Implementation:Datahub project Datahub ProtobufField
| Knowledge Sources | |
|---|---|
| Domains | Protobuf_Integration |
| Last Updated | 2026-02-10 00:00 GMT |
Overview
Represents a single field within a protobuf message, providing type mapping to DataHub SchemaFieldDataType, field path generation, and source comment extraction from protobuf source code locations.
Description
ProtobufField implements the ProtobufElement interface and models a field within a protobuf message definition. It is built using Lombok's @Builder pattern and wraps a FieldDescriptorProto along with its parent ProtobufMessage.
Key responsibilities:
- Type Mapping -- The
schemaFieldDataType()method maps protobuf types (TYPE_DOUBLE, TYPE_STRING, TYPE_MESSAGE, TYPE_ENUM, etc.) to DataHub schema types (NumberType, StringType, RecordType, EnumType, etc.). Repeated fields are mapped toArrayType. - Field Path Generation -- The
fieldPathType()method produces DataHub field path type tokens (e.g.,[type=string],[type=array].[type=int]) used in the schema field path specification. - Native Type Resolution -- The
nativeType()method extracts the protobuf type name, returning the type keyword for primitives (e.g.,int32) or the fully qualified message name for message types. - Comment Extraction -- The
comment()method traverses protobufSourceCodeInfo.Locationentries to find documentation comments associated with this field, supporting both top-level and nested type fields. - Enum Support -- Methods
isEnum(),getEnumDescriptor(),getEnumValues(), andgetEnumValuesWithComments()provide access to enum type information and associated comments. - OneOf Support -- The
oneOfProto()method returns theOneofDescriptorProtoif the field participates in a oneof group.

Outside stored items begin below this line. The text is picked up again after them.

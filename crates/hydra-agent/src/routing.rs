//! Deterministic keyword-to-agent routing: a fixed, ordered keyword table.
//! Ties resolve to `chat`.

/// Ordered (agent, keywords) table — first match wins.
static ROUTES: &[(&str, &[&str])] = &[
    ("research", &["search", "find", "research", "look up", "what is", "who is"]),
    ("code", &["code", "function", "class", "bug", "error", "implement", "python", "javascript"]),
    ("devops", &["github", "repo", "issue", "pr", "cloudflare", "dns", "deploy", "worker"]),
    ("writer", &["write", "article", "blog", "document", "essay", "draft"]),
];

/// Route a message to an agent name. Falls back to `"chat"` when no
/// keyword table entry matches.
pub fn route_message(message: &str) -> &'static str {
    let lower = message.to_lowercase();
    for (agent, keywords) in ROUTES {
        if keywords.iter().any(|kw| lower.contains(kw)) {
            return agent;
        }
    }
    "chat"
}

#[cfg(test)]
mod tests {
    use super::*;

    #[test]
    fn routes_research_queries() {
        assert_eq!(route_message("can you search for the latest rust release"), "research");
        assert_eq!(route_message("who is the author of this crate"), "research");
    }

    #[test]
    fn routes_code_queries() {
        assert_eq!(route_message("there's a bug in this function"), "code");
    }

    #[test]
    fn routes_devops_queries() {
        assert_eq!(route_message("check the github repo issue tracker"), "devops");
        assert_eq!(route_message("update the cloudflare dns worker"), "devops");
    }

    #[test]
    fn routes_writer_queries() {
        assert_eq!(route_message("write a blog article about this"), "writer");
    }

    #[test]
    fn falls_back_to_chat() {
        assert_eq!(route_message("hello there, how are you"), "chat");
    }

    #[test]
    fn first_matching_rule_wins_on_ambiguity() {
        // "search" (research) appears before "code" would otherwise match.
        assert_eq!(route_message("search for a code example"), "research");
    }
}
//! Provider selection & fallback.

use std::collections::HashMap;
use std::sync::Arc;

use crate::provider::LlmProvider;
use crate::registry;

/// Resolve the configured provider name to an instance, falling back per
/// spec: configured-and-supports-tools, then any configured, then `None`
/// ("AI is marked unavailable").
pub fn select(
    providers: &HashMap<String, Arc<dyn LlmProvider>>,
    preferred: &str,
    require_tools: bool,
) -> Option<Arc<dyn LlmProvider>> {
    if let Some(p) = providers.get(preferred) {
        if p.is_configured() && (!require_tools || p.supports_tools()) {
            return Some(p.clone());
        }
    }

    // Deterministic fallback order: the registry's vendor table, not
    // HashMap iteration order.
    if require_tools {
        for desc in registry::KNOWN_PROVIDERS {
            if let Some(p) = providers.get(desc.id) {
                if p.is_configured() && p.supports_tools() {
                    return Some(p.clone());
                }
            }
        }
    }

    for desc in registry::KNOWN_PROVIDERS {
        if let Some(p) = providers.get(desc.id) {
            if p.is_configured() {
                return Some(p.clone());
            }
        }
    }

    None
}

#[cfg(test)]
mod tests {
    use super::*;
    use crate::provider::{ChatRequest, ChatResponse, ProviderError};
    use async_trait::async_trait;

    struct Stub {
        name: &'static str,
        configured: bool,
        tools: bool,
    }

    #[async_trait]
    impl LlmProvider for Stub {
        fn name(&self) -> &str {
            self.name
        }
        fn is_configured(&self) -> bool {
            self.configured
        }
        fn supports_tools(&self) -> bool {
            self.tools
        }
        fn supports_thinking(&self) -> bool {
            false
        }
        fn default_model(&self) -> &str {
            "stub-model"
        }
        fn fallback_models(&self) -> &HashMap<String, String> {
            static EMPTY: std::sync::OnceLock<HashMap<String, String>> = std::sync::OnceLock::new();
            EMPTY.get_or_init(HashMap::new)
        }
        async fn call(&self, _req: &ChatRequest) -> Result<ChatResponse, ProviderError> {
            unimplemented!()
        }
    }

    #[test]
    fn prefers_configured_preferred_provider() {
        let mut providers: HashMap<String, Arc<dyn LlmProvider>> = HashMap::new();
        providers.insert("openai".into(), Arc::new(Stub { name: "openai", configured: true, tools: true }));
        let selected = select(&providers, "openai", true).unwrap();
        assert_eq!(selected.name(), "openai");
    }

    #[test]
    fn falls_back_when_preferred_lacks_tool_support() {
        let mut providers: HashMap<String, Arc<dyn LlmProvider>> = HashMap::new();
        providers.insert("minimax".into(), Arc::new(Stub { name: "minimax", configured: true, tools: false }));
        providers.insert("claude".into(), Arc::new(Stub { name: "claude", configured: true, tools: true }));
        let selected = select(&providers, "minimax", true).unwrap();
        assert_eq!(selected.name(), "claude");
    }

    #[test]
    fn none_when_nothing_configured() {
        let providers: HashMap<String, Arc<dyn LlmProvider>> = HashMap::new();
        assert!(select(&providers, "openai", true).is_none());
    }
}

Equality is based on the fully qualified field name (parentMessage.fullName + "." + fieldName).
Usage
Use ProtobufField as a vertex in the ProtobufGraph to represent individual fields. It is created during graph construction and visited by SchemaFieldVisitor and ProtobufExtensionFieldVisitor to produce DataHub SchemaField entries.
Code Reference
Source Location
- Repository: Datahub_project_Datahub
- File: metadata-integration/java/datahub-protobuf/src/main/java/datahub/protobuf/model/ProtobufField.java
Signature
@Builder(toBuilder = true)
@Getter
@AllArgsConstructor
public class ProtobufField implements ProtobufElement {
// Core accessors
public String name();
public String fullName();
public String nativeType();
public String fieldPathType();
public boolean isMessage();
public int sortWeight();
public int getNumber();
// Type information
public SchemaFieldDataType schemaFieldDataType();
public OneofDescriptorProto oneOfProto();
public boolean isEnum();
public Optional<EnumDescriptorProto> getEnumDescriptor();
public List<EnumValueDescriptorProto> getEnumValues();
public Map<String, String> getEnumValuesWithComments();
// Source code metadata
public String comment();
public Stream<SourceCodeInfo.Location> messageLocations();
// Visitor pattern
public <T> Stream<T> accept(ProtobufModelVisitor<T> visitor, VisitContext context);
}
Import
import datahub.protobuf.model.ProtobufField;
I/O Contract
| Input | Type | Description |
|---|---|---|
| protobufMessage | ProtobufMessage |
Parent message containing this field |
| fieldProto | FieldDescriptorProto |
The raw protobuf field descriptor |
| isNestedType | Boolean |
Whether this field belongs to a nested message type |
| Output | Type | Description |
|---|---|---|
| schemaFieldDataType | SchemaFieldDataType |
DataHub schema field data type mapping |
| fieldPathType | String |
Field path type token (e.g., [type=string])
|
| comment | String |
Extracted documentation comment from proto source |
Usage Examples
ProtobufField field = ProtobufField.builder()
.protobufMessage(parentMessage)
.fieldProto(fieldDescriptorProto)
.isNestedType(false)
.build();
// Get DataHub schema field type
SchemaFieldDataType dataType = field.schemaFieldDataType();
// Get field path type for schema field path specification
String pathType = field.fieldPathType(); // e.g., "[type=string]"
// Check if field is an enum and extract values
if (field.isEnum()) {
Map<String, String> enumValues = field.getEnumValuesWithComments();
}